Report each line from the listing that the string "DOCTYPE" appears in.

——————

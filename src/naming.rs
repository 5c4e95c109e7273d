//! Article identifiers (slugs).
//!
//! An article's identifier is its source filename without the extension:
//! `content/articles/2020-01-01-hello.md` → `2020-01-01-hello`. The identifier
//! is the registry's dedup key and the article's URL path, so it has to be
//! URL-safe: ASCII letters, digits, `-`, `_` and `.` only. It also must not
//! shadow one of the site's own root entries ([`RESERVED`]).

use std::path::Path;

/// Derive the identifier for a source path. Returns `None` when the path has
/// no usable file stem.
pub fn extract_identifier(source: &Path) -> Option<String> {
    let stem = source.file_stem()?.to_str()?;
    if stem.is_empty() {
        return None;
    }
    Some(stem.to_string())
}

/// Names the build itself writes at the root of the output tree.
pub const RESERVED: [&str; 6] = [
    "a",
    "assets",
    "archive",
    "index.html",
    "articles.atom",
    "robots.txt",
];

/// Whether `identifier` would collide with a root entry of the site.
pub fn is_reserved(identifier: &str) -> bool {
    RESERVED.contains(&identifier)
}

/// Whether an identifier can be used verbatim as a URL path segment.
pub fn is_url_safe(identifier: &str) -> bool {
    !identifier.is_empty()
        && !identifier.starts_with('.')
        && identifier
            .chars()
            .all(|c| c.is_ascii_alphanumeric() || matches!(c, '-' | '_' | '.'))
}

#[cfg(test)]
mod tests {
    use super::*;

    #[test]
    fn strips_directory_and_extension() {
        assert_eq!(
            extract_identifier(Path::new("content/articles/2020-01-01-hello.md")).as_deref(),
            Some("2020-01-01-hello")
        );
    }

    #[test]
    fn keeps_inner_dots() {
        assert_eq!(
            extract_identifier(Path::new("rust-1.0.md")).as_deref(),
            Some("rust-1.0")
        );
    }

    #[test]
    fn no_stem() {
        assert_eq!(extract_identifier(Path::new("")), None);
    }

    #[test]
    fn url_safety() {
        assert!(is_url_safe("2020-01-01-hello"));
        assert!(is_url_safe("rust_1.0"));
        assert!(!is_url_safe("hello world"));
        assert!(!is_url_safe("caf\u{e9}"));
        assert!(!is_url_safe(".hidden"));
        assert!(!is_url_safe(""));
    }

    #[test]
    fn reserved_names() {
        assert!(is_reserved("archive"));
        assert!(is_reserved("a"));
        assert!(!is_reserved("archives"));
    }
}
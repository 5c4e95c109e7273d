//! Output-tree primitives.
//!
//! Every helper here is a no-op when the filesystem already has the desired
//! shape, so setup performs no writes on an unchanged site.

use crate::error::BuildError;
use std::io;
use std::path::{Path, PathBuf};
use walkdir::WalkDir;

/// Create `dir` and its parents. Returns whether anything was created.
pub fn ensure_dir(dir: &Path) -> io::Result<bool> {
    if dir.is_dir() {
        return Ok(false);
    }
    std::fs::create_dir_all(dir)?;
    Ok(true)
}

/// Point `link` at `source`.
///
/// Skipped when `source` does not exist. An existing link to the same
/// target is left alone; a link pointing elsewhere is replaced. Returns
/// whether a link was created.
pub fn ensure_symlink(source: &Path, link: &Path) -> io::Result<bool> {
    if !source.exists() {
        return Ok(false);
    }
    let source = std::path::absolute(source)?;

    match std::fs::symlink_metadata(link) {
        Ok(meta) if meta.file_type().is_symlink() => {
            if std::fs::read_link(link)? == source {
                return Ok(false);
            }
            remove_link(link)?;
        }
        Ok(_) => {
            return Err(io::Error::new(
                io::ErrorKind::AlreadyExists,
                format!("{} exists and is not a symlink", link.display()),
            ));
        }
        Err(e) if e.kind() == io::ErrorKind::NotFound => {}
        Err(e) => return Err(e),
    }

    if let Some(parent) = link.parent() {
        std::fs::create_dir_all(parent)?;
    }
    create_link(&source, link)?;
    Ok(true)
}

#[cfg(unix)]
fn create_link(source: &Path, link: &Path) -> io::Result<()> {
    std::os::unix::fs::symlink(source, link)
}

#[cfg(windows)]
fn create_link(source: &Path, link: &Path) -> io::Result<()> {
    if source.is_dir() {
        std::os::windows::fs::symlink_dir(source, link)
    } else {
        std::os::windows::fs::symlink_file(source, link)
    }
}

#[cfg(unix)]
fn remove_link(link: &Path) -> io::Result<()> {
    std::fs::remove_file(link)
}

#[cfg(windows)]
fn remove_link(link: &Path) -> io::Result<()> {
    std::fs::remove_file(link).or_else(|_| std::fs::remove_dir(link))
}

/// Regular files directly inside `dir`, sorted by name, dotfiles excluded.
///
/// A missing directory yields an empty list. With `extension` set, only
/// files with that extension are returned.
pub fn list_files(dir: &Path, extension: Option<&str>) -> io::Result<Vec<PathBuf>> {
    if !dir.is_dir() {
        return Ok(Vec::new());
    }
    let mut files = Vec::new();
    for entry in WalkDir::new(dir)
        .min_depth(1)
        .max_depth(1)
        .sort_by_file_name()
    {
        let entry = entry.map_err(io::Error::from)?;
        if !entry.file_type().is_file() {
            continue;
        }
        let name = entry.file_name().to_string_lossy();
        if name.starts_with('.') {
            continue;
        }
        if let Some(ext) = extension
            && entry.path().extension().and_then(|e| e.to_str()) != Some(ext)
        {
            continue;
        }
        files.push(entry.into_path());
    }
    Ok(files)
}

/// Write `contents` to `path`, creating parent directories.
pub fn write_file(path: &Path, contents: impl AsRef<[u8]>) -> Result<(), BuildError> {
    if let Some(parent) = path.parent() {
        std::fs::create_dir_all(parent).map_err(|e| BuildError::io(parent, e))?;
    }
    std::fs::write(path, contents).map_err(|e| BuildError::io(path, e))
}
//! Change detection for incremental builds.
//!
//! Every job asks the oracle whether its inputs changed since the last
//! successful build before doing any work. A build with no source changes
//! therefore skips every job and writes nothing.
//!
//! # Design
//!
//! The signal is a superset: false positives cost a redundant rebuild, false
//! negatives would leave stale pages behind. Anything the oracle cannot
//! prove unchanged counts as changed: paths it has never seen, unreadable
//! paths, and every path during a forced build.
//!
//! ## Fingerprints
//!
//! - **Files**: SHA-256 of the contents. Content-based rather than
//!   mtime-based so it survives `git checkout`, which resets modification
//!   times.
//! - **Directories**: SHA-256 of the sorted entry names, so adding or
//!   removing a partial or stylesheet is a change of the directory.
//! - **Absent paths**: an explicit marker. Optional view fragments that do
//!   not exist stay "unchanged" until they appear.
//!
//! Fingerprints observed during a build are memoized, so a path shared by
//! many jobs (the universal sources) is hashed once per build.
//!
//! ## Commit discipline
//!
//! Observations only become the new baseline through
//! [`ChangeOracle::commit`], which the orchestrator calls after a fully
//! successful build. The baseline is replaced, not merged: a path the
//! build did not ask about is forgotten, so a source that disappears and
//! later comes back is seen as new. A failed build calls [`ChangeOracle::discard`]
//! instead, so whatever failed is detected as changed again next time.
//!
//! ## Storage
//!
//! The baseline is a JSON file at `<state_dir>/fingerprints.json`. It is
//! rewritten only when the committed set actually differs.

use sha2::{Digest, Sha256};
use std::collections::{BTreeMap, HashMap};
use std::io;
use std::path::{Path, PathBuf};
use std::sync::{Mutex, MutexGuard, PoisonError};

/// Name of the fingerprint manifest within the state directory.
const MANIFEST_FILENAME: &str = "fingerprints.json";

/// Version of the manifest format. Bump this to invalidate all existing
/// baselines when the format or fingerprint computation changes.
const MANIFEST_VERSION: u32 = 1;

/// Fingerprint recorded for paths that do not exist.
const ABSENT: &str = "absent";

/// Reports whether sources changed since the last successful build.
pub trait ChangeOracle: Sync {
    /// Whether `path` changed since the last committed build.
    fn changed(&self, path: &Path) -> bool;

    /// Whether any of `paths` changed. Every path is still observed, so all
    /// of them are part of the next baseline.
    fn changed_any(&self, paths: &[PathBuf]) -> bool {
        paths
            .iter()
            .fold(false, |any, path| self.changed(path) || any)
    }

    /// Start a build. A forced build reports every path as changed.
    fn begin(&mut self, forced: bool);

    /// Make this build's observations the new baseline. Returns whether
    /// anything was persisted.
    fn commit(&mut self) -> io::Result<bool>;

    /// Forget this build's observations.
    fn discard(&mut self);

    /// Whether no baseline existed when the oracle was created.
    fn is_fresh(&self) -> bool;
}

#[derive(Debug, Clone, serde::Serialize, serde::Deserialize)]
struct Manifest {
    version: u32,
    fingerprints: BTreeMap<String, String>,
}

/// [`ChangeOracle`] backed by SHA-256 fingerprints persisted in the state
/// directory.
#[derive(Debug)]
pub struct FingerprintOracle {
    state_dir: PathBuf,
    committed: BTreeMap<String, String>,
    observed: Mutex<HashMap<String, String>>,
    forced: bool,
    fresh: bool,
}

impl FingerprintOracle {
    /// Oracle with no baseline (first build, or `--force` without history).
    pub fn empty(state_dir: impl Into<PathBuf>) -> Self {
        Self {
            state_dir: state_dir.into(),
            committed: BTreeMap::new(),
            observed: Mutex::new(HashMap::new()),
            forced: false,
            fresh: true,
        }
    }

    /// Load the baseline from the state directory. Returns an empty oracle
    /// if the manifest doesn't exist or can't be parsed (version mismatch,
    /// corruption).
    pub fn load(state_dir: impl Into<PathBuf>) -> Self {
        let state_dir = state_dir.into();
        let path = state_dir.join(MANIFEST_FILENAME);
        let manifest = std::fs::read_to_string(&path)
            .ok()
            .and_then(|content| serde_json::from_str::<Manifest>(&content).ok())
            .filter(|m| m.version == MANIFEST_VERSION);
        match manifest {
            Some(m) => Self {
                committed: m.fingerprints,
                fresh: false,
                ..Self::empty(state_dir)
            },
            None => Self::empty(state_dir),
        }
    }

    /// Number of paths in the committed baseline.
    pub fn committed_len(&self) -> usize {
        self.committed.len()
    }

    fn observe(&self, path: &Path) -> String {
        let key = path_key(path);
        if let Some(print) = self.lock_observed().get(&key) {
            return print.clone();
        }
        // Hash without holding the lock; a racing job hashing the same
        // path yields the same value, the first insert wins.
        let print = fingerprint(path).unwrap_or_default();
        self.lock_observed().entry(key).or_insert(print).clone()
    }

    fn lock_observed(&self) -> MutexGuard<'_, HashMap<String, String>> {
        self.observed.lock().unwrap_or_else(PoisonError::into_inner)
    }

    fn save(&self) -> io::Result<()> {
        std::fs::create_dir_all(&self.state_dir)?;
        let manifest = Manifest {
            version: MANIFEST_VERSION,
            fingerprints: self.committed.clone(),
        };
        let json = serde_json::to_string_pretty(&manifest)?;
        std::fs::write(self.state_dir.join(MANIFEST_FILENAME), json)
    }
}

impl ChangeOracle for FingerprintOracle {
    fn changed(&self, path: &Path) -> bool {
        let current = self.observe(path);
        if self.forced || current.is_empty() {
            return true;
        }
        self.committed.get(&path_key(path)) != Some(&current)
    }

    fn begin(&mut self, forced: bool) {
        self.forced = forced;
        self.observed
            .get_mut()
            .unwrap_or_else(PoisonError::into_inner)
            .clear();
    }

    fn commit(&mut self) -> io::Result<bool> {
        let observed = std::mem::take(
            self.observed
                .get_mut()
                .unwrap_or_else(PoisonError::into_inner),
        );
        // A successful build observes every live dependency, so the
        // observations replace the baseline. Paths no longer depended on
        // (deleted sources, removed stylesheets) drop out, and unreadable
        // paths stay out so they are rebuilt until they can be read.
        let baseline: BTreeMap<String, String> = observed
            .into_iter()
            .filter(|(_, print)| !print.is_empty())
            .collect();
        let dirty = baseline != self.committed;
        self.committed = baseline;
        self.fresh = false;
        if dirty {
            self.save()?;
        }
        Ok(dirty)
    }

    fn discard(&mut self) {
        self.observed
            .get_mut()
            .unwrap_or_else(PoisonError::into_inner)
            .clear();
    }

    fn is_fresh(&self) -> bool {
        self.fresh
    }
}

fn path_key(path: &Path) -> String {
    path.to_string_lossy().into_owned()
}

/// Fingerprint a path. `Err` means the path exists but could not be read.
pub fn fingerprint(path: &Path) -> io::Result<String> {
    let meta = match std::fs::metadata(path) {
        Ok(meta) => meta,
        Err(e) if e.kind() == io::ErrorKind::NotFound => return Ok(ABSENT.to_string()),
        Err(e) => return Err(e),
    };
    if meta.is_dir() {
        hash_dir_listing(path)
    } else {
        hash_file(path)
    }
}

/// SHA-256 hash of a file's contents, returned as a hex string.
pub fn hash_file(path: &Path) -> io::Result<String> {
    let bytes = std::fs::read(path)?;
    let mut hasher = Sha256::new();
    hasher.update(b"file\0");
    hasher.update(&bytes);
    Ok(format!("{:x}", hasher.finalize()))
}

/// SHA-256 hash of a directory's sorted entry names.
pub fn hash_dir_listing(path: &Path) -> io::Result<String> {
    let mut names = std::fs::read_dir(path)?
        .map(|entry| entry.map(|e| e.file_name().to_string_lossy().into_owned()))
        .collect::<io::Result<Vec<_>>>()?;
    names.sort();
    let mut hasher = Sha256::new();
    hasher.update(b"dir\0");
    for name in names {
        hasher.update(name.as_bytes());
        hasher.update(b"\0");
    }
    Ok(format!("{:x}", hasher.finalize()))
}

/// Oracle that reports everything as changed and never persists anything.
#[derive(Debug, Default)]
pub struct AlwaysChanged;

impl ChangeOracle for AlwaysChanged {
    fn changed(&self, _path: &Path) -> bool {
        true
    }

    fn begin(&mut self, _forced: bool) {}

    fn commit(&mut self) -> io::Result<bool> {
        Ok(false)
    }

    fn discard(&mut self) {}

    fn is_fresh(&self) -> bool {
        true
    }
}
//! CLI output formatting.
//!
//! Each outcome has a `format_*` function (returns `Vec<String>`) for
//! testability and a `print_*` wrapper that writes to stdout or stderr.
//! Format functions are pure: no I/O, no side effects.
//!
//! # Output Format
//!
//! ## Build
//!
//! ```text
//! ==> Built public/ in 0.12s
//! Articles: 12 sources, 1 rendered, 11 unchanged
//! Views: 3 rendered, 0 unchanged
//! Pruned
//!     2011-05-01-old-post
//! Registry: 12 articles
//! ```
//!
//! ## Failure
//!
//! ```text
//! ==> Build failed with 2 error(s) (stopped after Phase1Barrier)
//! 001 article: bad.md
//!     missing or invalid field `title` in content/articles/bad.md
//! 002 article: worse.md
//!     failed to parse front matter in content/articles/worse.md: ...
//! ```

use crate::error::BuildFailure;
use crate::orchestrator::{BuildReport, PhaseCounts, Stage};
use std::path::Path;

/// Format a 1-based positional index as 3-digit zero-padded.
fn format_index(pos: usize) -> String {
    format!("{:0>3}", pos)
}

/// Return indentation string: 4 spaces per depth level.
fn indent(depth: usize) -> String {
    "    ".repeat(depth)
}

fn phase_line(label: &str, counts: PhaseCounts) -> String {
    format!(
        "{label}: {} rendered, {} unchanged",
        counts.executed, counts.skipped
    )
}

// ============================================================================
// Build
// ============================================================================

/// Format the summary of a successful build.
pub fn format_build_report(report: &BuildReport, target: &Path) -> Vec<String> {
    let mut lines = vec![format!(
        "==> Built {} in {:.2}s{}",
        target.display(),
        report.elapsed.as_secs_f64(),
        if report.forced { " (forced)" } else { "" }
    )];
    // robots.txt runs in the article phase but is not an article
    let robots = usize::from(report.robots);
    lines.push(format!(
        "Articles: {} sources, {} rendered, {} unchanged",
        report.sources,
        report.parse.executed.saturating_sub(robots),
        report.parse.skipped.saturating_sub(1 - robots),
    ));
    lines.push(phase_line("Views", report.views));
    if !report.pruned.is_empty() {
        lines.push("Pruned".to_string());
        for identifier in &report.pruned {
            lines.push(format!("{}{}", indent(1), identifier));
        }
    }
    lines.push(format!("Registry: {} articles", report.articles));
    if !report.wrote_anything() {
        lines.push("Nothing changed".to_string());
    }
    lines
}

pub fn print_build_report(report: &BuildReport, target: &Path) {
    for line in format_build_report(report, target) {
        println!("{}", line);
    }
}

// ============================================================================
// Failure
// ============================================================================

/// Format every error of a failed build, numbered, with the stage it
/// stopped after.
pub fn format_failure(failure: &BuildFailure) -> Vec<String> {
    let last_stage = failure
        .trace
        .iter()
        .rev()
        .find(|s| **s != Stage::Failed)
        .copied()
        .unwrap_or(Stage::Setup);
    let mut lines = vec![format!(
        "==> Build failed with {} error(s) (stopped after {:?})",
        failure.errors.len(),
        last_stage
    )];
    for (i, err) in failure.errors.iter().enumerate() {
        lines.push(format!("{} {}", format_index(i + 1), err.job));
        lines.push(format!("{}{}", indent(1), err.error));
    }
    lines
}

pub fn print_failure(failure: &BuildFailure) {
    for line in format_failure(failure) {
        eprintln!("{}", line);
    }
}

// ============================================================================
// Check
// ============================================================================

pub fn format_check_output(valid: usize, source: &Path) -> Vec<String> {
    vec![
        format!("==> Checked {}", source.display()),
        format!("{valid} articles are valid"),
    ]
}

pub fn print_check_output(valid: usize, source: &Path) {
    for line in format_check_output(valid, source) {
        println!("{}", line);
    }
}

#[cfg(test)]
mod tests {
    use super::*;
    use crate::error::{BuildError, JobError};
    use std::path::PathBuf;
    use std::time::Duration;

    fn report(executed: usize, skipped: usize, views: usize) -> BuildReport {
        BuildReport {
            trace: vec![Stage::Setup, Stage::Done],
            forced: false,
            sources: 2,
            parse: PhaseCounts { executed, skipped },
            views: PhaseCounts {
                executed: views,
                skipped: 3 - views,
            },
            robots: false,
            pruned: vec![],
            articles: 2,
            elapsed: Duration::from_millis(120),
        }
    }

    #[test]
    fn build_report_summary() {
        let lines = format_build_report(&report(1, 2, 3), Path::new("public"));
        assert_eq!(lines[0], "==> Built public in 0.12s");
        assert_eq!(lines[1], "Articles: 2 sources, 1 rendered, 1 unchanged");
        assert_eq!(lines[2], "Views: 3 rendered, 0 unchanged");
        assert_eq!(lines[3], "Registry: 2 articles");
    }

    #[test]
    fn robots_job_is_not_counted_as_an_article() {
        let mut r = report(3, 0, 3);
        r.robots = true;
        let lines = format_build_report(&r, Path::new("public"));
        assert_eq!(lines[1], "Articles: 2 sources, 2 rendered, 0 unchanged");
    }

    #[test]
    fn idle_build_says_nothing_changed() {
        let lines = format_build_report(&report(0, 3, 0), Path::new("public"));
        assert_eq!(lines.last().unwrap(), "Nothing changed");
    }

    #[test]
    fn pruned_articles_are_listed() {
        let mut r = report(0, 3, 3);
        r.pruned = vec!["old-post".into()];
        let lines = format_build_report(&r, Path::new("public"));
        let pos = lines.iter().position(|l| l == "Pruned").unwrap();
        assert_eq!(lines[pos + 1], "    old-post");
    }

    #[test]
    fn failure_lists_every_error() {
        let failure = BuildFailure {
            trace: vec![
                Stage::Setup,
                Stage::Phase1Submit,
                Stage::Phase1Barrier,
                Stage::Failed,
            ],
            errors: vec![
                JobError {
                    job: "article: bad.md".into(),
                    error: BuildError::Validation {
                        path: PathBuf::from("content/articles/bad.md"),
                        field: "title",
                    },
                },
                JobError {
                    job: "article: worse.md".into(),
                    error: BuildError::render("worse", "boom"),
                },
            ],
        };
        let lines = format_failure(&failure);
        assert_eq!(
            lines[0],
            "==> Build failed with 2 error(s) (stopped after Phase1Barrier)"
        );
        assert_eq!(lines[1], "001 article: bad.md");
        assert_eq!(
            lines[2],
            "    missing or invalid field `title` in content/articles/bad.md"
        );
        assert_eq!(lines[3], "002 article: worse.md");
    }

    #[test]
    fn check_output() {
        let lines = format_check_output(4, Path::new("site"));
        assert_eq!(lines, vec!["==> Checked site", "4 articles are valid"]);
    }
}
//! HTML rendering.
//!
//! Page layouts are compiled [maud](https://maud.lambda.xyz/) templates. Site
//! authors customize them through raw HTML files in `views/`:
//!
//! | File | Spliced into | Dependency of |
//! |------|--------------|---------------|
//! | `_head.html` | `<head>` of every page | every page (universal) |
//! | `_header.html` | top of `<body>`, replacing the default header | every page (universal) |
//! | `_footer.html` | bottom of `<body>` | every page (universal) |
//! | `article.html` | after the article body | article pages |
//! | `index.html` | above the home page list | home page |
//! | `archive.html` | above the archive listing | archive page |
//!
//! All of them are optional. A file that exists but cannot be read fails
//! the render of the page that needed it.
//!
//! ## Generated Pages
//!
//! - **Article** (`/<identifier>`): title, date, location, rendered body
//! - **Home** (`/index.html`): the newest articles with plain-text excerpts
//! - **Archive** (`/archive`): every article, grouped by year
//! - **Short link** (`/a/<short_id>`): a bare click-through page

use crate::article::Article;
use crate::config::{ShortLinkStyle, SiteConfig, SitePaths};
use crate::error::BuildError;
use crate::files;
use crate::registry::YearGroup;
use maud::{DOCTYPE, Markup, PreEscaped, html};
use std::io;
use std::path::{Path, PathBuf};

/// Characters of plain text shown per home page excerpt.
const EXCERPT_CHARS: usize = 280;

/// Partials spliced into every page.
pub const PARTIALS: [&str; 3] = ["_head.html", "_header.html", "_footer.html"];

/// A page kind with its own layout and optional fragment.
#[derive(Debug, Clone, Copy, PartialEq, Eq)]
pub enum View {
    Article,
    Home,
    Archive,
}

impl View {
    pub fn fragment_name(self) -> &'static str {
        match self {
            View::Article => "article.html",
            View::Home => "index.html",
            View::Archive => "archive.html",
        }
    }
}

/// The data one page renders.
#[derive(Debug, Clone, Copy)]
pub enum Page<'a> {
    Article(&'a Article),
    Home(&'a [Article]),
    Archive(&'a [YearGroup<'a>]),
}

impl Page<'_> {
    pub fn view(&self) -> View {
        match self {
            Page::Article(_) => View::Article,
            Page::Home(_) => View::Home,
            Page::Archive(_) => View::Archive,
        }
    }
}

/// Renders pages for one site.
#[derive(Debug, Clone)]
pub struct Renderer<'a> {
    config: &'a SiteConfig,
    views_dir: PathBuf,
    stylesheets: Vec<String>,
}

#[derive(Default)]
struct Partials {
    head: Option<String>,
    header: Option<String>,
    footer: Option<String>,
}

impl<'a> Renderer<'a> {
    /// `stylesheets` are file names inside `content/stylesheets`, linked
    /// from every page in order.
    pub fn new(config: &'a SiteConfig, paths: &SitePaths, stylesheets: Vec<String>) -> Self {
        Self {
            config,
            views_dir: paths.views_dir(),
            stylesheets,
        }
    }

    /// On-disk template dependency of `view`.
    pub fn fragment_path(&self, view: View) -> PathBuf {
        self.views_dir.join(view.fragment_name())
    }

    /// Render `page` and write it to `output`.
    pub fn render_file(&self, page: &Page<'_>, output: &Path) -> Result<(), BuildError> {
        let target = output.display().to_string();
        let markup = self.render(page, &target)?;
        files::write_file(output, markup.into_string())
    }

    /// Render `page` to markup. `target` names the page in errors.
    pub fn render(&self, page: &Page<'_>, target: &str) -> Result<Markup, BuildError> {
        let partials = self.load_partials(target)?;
        let fragment = self.read_view_file(&self.fragment_path(page.view()), target)?;
        let fragment = fragment.map(PreEscaped);

        let markup = match page {
            Page::Article(article) => self.base_document(
                Some(&article.title),
                "article",
                &partials,
                render_article(article, fragment),
            ),
            Page::Home(articles) => {
                let shown = &articles[..articles.len().min(self.config.home.num_articles)];
                self.base_document(None, "home", &partials, render_home(shown, fragment))
            }
            Page::Archive(years) => self.base_document(
                Some("Archive"),
                "archive",
                &partials,
                render_archive(years, fragment),
            ),
        };
        Ok(markup)
    }

    fn load_partials(&self, target: &str) -> Result<Partials, BuildError> {
        let [head, header, footer] = PARTIALS;
        Ok(Partials {
            head: self.read_view_file(&self.views_dir.join(head), target)?,
            header: self.read_view_file(&self.views_dir.join(header), target)?,
            footer: self.read_view_file(&self.views_dir.join(footer), target)?,
        })
    }

    fn read_view_file(&self, path: &Path, target: &str) -> Result<Option<String>, BuildError> {
        match std::fs::read_to_string(path) {
            Ok(content) => Ok(Some(content)),
            Err(e) if e.kind() == io::ErrorKind::NotFound => Ok(None),
            Err(e) => Err(BuildError::render(
                target,
                format!("cannot read view file {}: {e}", path.display()),
            )),
        }
    }

    // ========================================================================
    // HTML Components
    // ========================================================================

    /// Renders the base HTML document structure
    fn base_document(
        &self,
        title: Option<&str>,
        body_class: &str,
        partials: &Partials,
        content: Markup,
    ) -> Markup {
        let title = title.unwrap_or(&self.config.title);
        let release = &self.config.release;
        html! {
            (DOCTYPE)
            html lang="en" {
                head {
                    meta charset="UTF-8";
                    meta name="viewport" content="width=device-width, initial-scale=1.0";
                    title { (title) (self.config.title_suffix) }
                    @for sheet in &self.stylesheets {
                        link rel="stylesheet" type="text/css"
                            href={ "/assets/" (release) "/stylesheets/" (sheet) };
                    }
                    link rel="alternate" type="application/atom+xml"
                        title={ "Articles" (self.config.title_suffix) } href="/articles.atom";
                    @if let Some(head) = &partials.head {
                        (PreEscaped(head))
                    }
                }
                body class=(body_class) {
                    @match &partials.header {
                        Some(header) => { (PreEscaped(header)) }
                        None => { (self.site_header()) }
                    }
                    main { (content) }
                    @if let Some(footer) = &partials.footer {
                        (PreEscaped(footer))
                    }
                }
            }
        }
    }

    fn site_header(&self) -> Markup {
        html! {
            header.site-header {
                a.site-title href="/" { (self.config.title) }
                nav.site-nav {
                    a href="/archive" { "Archive" }
                    " "
                    a href="/articles.atom" { "Feed" }
                }
            }
        }
    }
}

// ============================================================================
// Page bodies
// ============================================================================

fn article_meta(article: &Article) -> Markup {
    html! {
        p.meta {
            time datetime=(article.published_at.to_rfc3339()) { (article.published_date()) }
            @if let Some(location) = &article.location {
                " · " span.location { (location) }
            }
        }
    }
}

fn render_article(article: &Article, fragment: Option<PreEscaped<String>>) -> Markup {
    html! {
        article {
            h1 { (article.title) }
            (article_meta(article))
            div.content { (PreEscaped(&article.content)) }
        }
        @if let Some(fragment) = fragment {
            (fragment)
        }
    }
}

fn render_home(articles: &[Article], fragment: Option<PreEscaped<String>>) -> Markup {
    html! {
        @if let Some(fragment) = fragment {
            (fragment)
        }
        ul.articles {
            @for article in articles {
                li {
                    h2 { a href={ "/" (article.identifier) } { (article.title) } }
                    (article_meta(article))
                    p.excerpt { (excerpt(&article.content, EXCERPT_CHARS)) }
                }
            }
        }
        p.more { a href="/archive" { "All articles" } }
    }
}

fn render_archive(years: &[YearGroup<'_>], fragment: Option<PreEscaped<String>>) -> Markup {
    html! {
        h1 { "Archive" }
        @if let Some(fragment) = fragment {
            (fragment)
        }
        @for year in years {
            section.year {
                h2 { (year.year) }
                ul {
                    @for article in &year.articles {
                        li {
                            a href={ "/" (article.identifier) } { (article.title) }
                            " "
                            span.date { (article.published_date()) }
                        }
                    }
                }
            }
        }
    }
}

/// Page written to `a/<short_id>`, or `None` when short links are off.
pub fn short_link_page(identifier: &str, style: ShortLinkStyle) -> Option<String> {
    let link = html! {
        "please click through to: "
        strong { a href={ "/" (identifier) } { "/" (identifier) } }
    };
    let page = match style {
        ShortLinkStyle::Off => return None,
        ShortLinkStyle::Stub => html! {
            (DOCTYPE) html { (link) }
        },
        ShortLinkStyle::Refresh => html! {
            (DOCTYPE)
            html {
                head { meta http-equiv="refresh" content={ "0; url=/" (identifier) }; }
                (link)
            }
        },
    };
    Some(page.into_string())
}

// ============================================================================
// Text helpers
// ============================================================================

/// Strip HTML tags from a string (simple angle-bracket stripping).
fn strip_html_tags(html: &str) -> String {
    let mut result = String::with_capacity(html.len());
    let mut in_tag = false;
    for c in html.chars() {
        match c {
            '<' => in_tag = true,
            '>' => {
                in_tag = false;
                result.push(' ');
            }
            _ if !in_tag => result.push(c),
            _ => {}
        }
    }
    result
}

/// Plain-text excerpt of rendered HTML, at most `max` characters plus `...`.
pub fn excerpt(html: &str, max: usize) -> String {
    let text = strip_html_tags(html)
        .split_whitespace()
        .collect::<Vec<_>>()
        .join(" ");
    match text.char_indices().nth(max) {
        Some((cut, _)) => format!("{}...", text[..cut].trim_end()),
        None => text,
    }
}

——————

## Reply
use maud::{DOCTYPE, Markup, PreEscaped, html};
            (DOCTYPE)
            (DOCTYPE) html { (link) }
            (DOCTYPE)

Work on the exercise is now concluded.